Data for analysis
pub mod arrangement;
pub mod phrase;
pub mod progression;
pub mod scheduler;
pub mod session;
pub mod track;

pub use arrangement::{Arrangement, ArrangementItem, Direction};
pub use phrase::{Bar, Phrase, Slot};
pub use progression::Progression;
pub use scheduler::Scheduler;
pub use session::{Session, SlotRef};
pub use track::{TimeSignature, TrackSettings};
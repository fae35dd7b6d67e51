use thiserror::Error;

use crate::ids::{ItemId, PhraseId};

#[derive(Error, Debug)]
pub enum EngineError {
    // the source could not be read at all (missing file, unknown key, ...)
    #[error("failed to load {location} ({reason})")]
    Fetch { location: String, reason: String },

    #[error("failed to decode {location}: {source}")]
    Decode {
        location: String,
        #[source]
        source: hound::Error,
    },

    #[error("audio output unavailable: {0}")]
    Output(String),

    #[error("no samples loaded")]
    NotLoaded,
}

/// Rejected edits. These are raised before any state is touched, so the
/// caller can show them and carry on.
#[derive(Error, Debug, Clone, PartialEq, Eq)]
pub enum ValidationError {
    #[error("{0} name cannot be empty")]
    EmptyName(&'static str),

    #[error("no phrase with id {0}")]
    UnknownPhrase(PhraseId),

    #[error("no arrangement item with id {0}")]
    UnknownItem(ItemId),

    #[error("bar {bar}, slot {slot} is out of range")]
    SlotOutOfRange { bar: usize, slot: usize },

    #[error("bar {0} is out of range")]
    BarOutOfRange(usize),

    #[error("no phrase selected")]
    NoPhraseSelected,
}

Exercise requirements
Retype each line above, keeping every character.

Exercise solution
pub mod arrangement;
pub mod phrase;
pub mod progression;
pub mod scheduler;
pub mod session;
pub mod track;

pub use arrangement::{Arrangement, ArrangementItem, Direction};
pub use phrase::{Bar, Phrase, Slot};
pub use progression::Progression;
pub use scheduler::Scheduler;
pub use session::{Session, SlotRef};
pub use track::{TimeSignature, TrackSettings};
repository fae35dd7b6d67e51
use thiserror::Error;

use crate::ids::{ItemId, PhraseId};

#[derive(Error, Debug)]
pub enum EngineError {
    // the source could not be read at all (missing file, unknown key, ...)
    #[error("failed to load {location} ({reason})")]
    Fetch { location: String, reason: String },

    #[error("failed to decode {location}: {source}")]
    Decode {
        location: String,
        #[source]
        source: hound::Error,
    },

    #[error("audio output unavailable: {0}")]
    Output(String),

    #[error("no samples loaded")]
    NotLoaded,
}

/// Rejected edits. These are raised before any state is touched, so the
/// caller can show them and carry on.
#[derive(Error, Debug, Clone, PartialEq, Eq)]
pub enum ValidationError {
    #[error("{0} name cannot be empty")]
    EmptyName(&'static str),

    #[error("no phrase with id {0}")]
    UnknownPhrase(PhraseId),

    #[error("no arrangement item with id {0}")]
    UnknownItem(ItemId),

    #[error("bar {bar}, slot {slot} is out of range")]
    SlotOutOfRange { bar: usize, slot: usize },

    #[error("bar {0} is out of range")]
    BarOutOfRange(usize),

    #[error("no phrase selected")]
    NoPhraseSelected,
}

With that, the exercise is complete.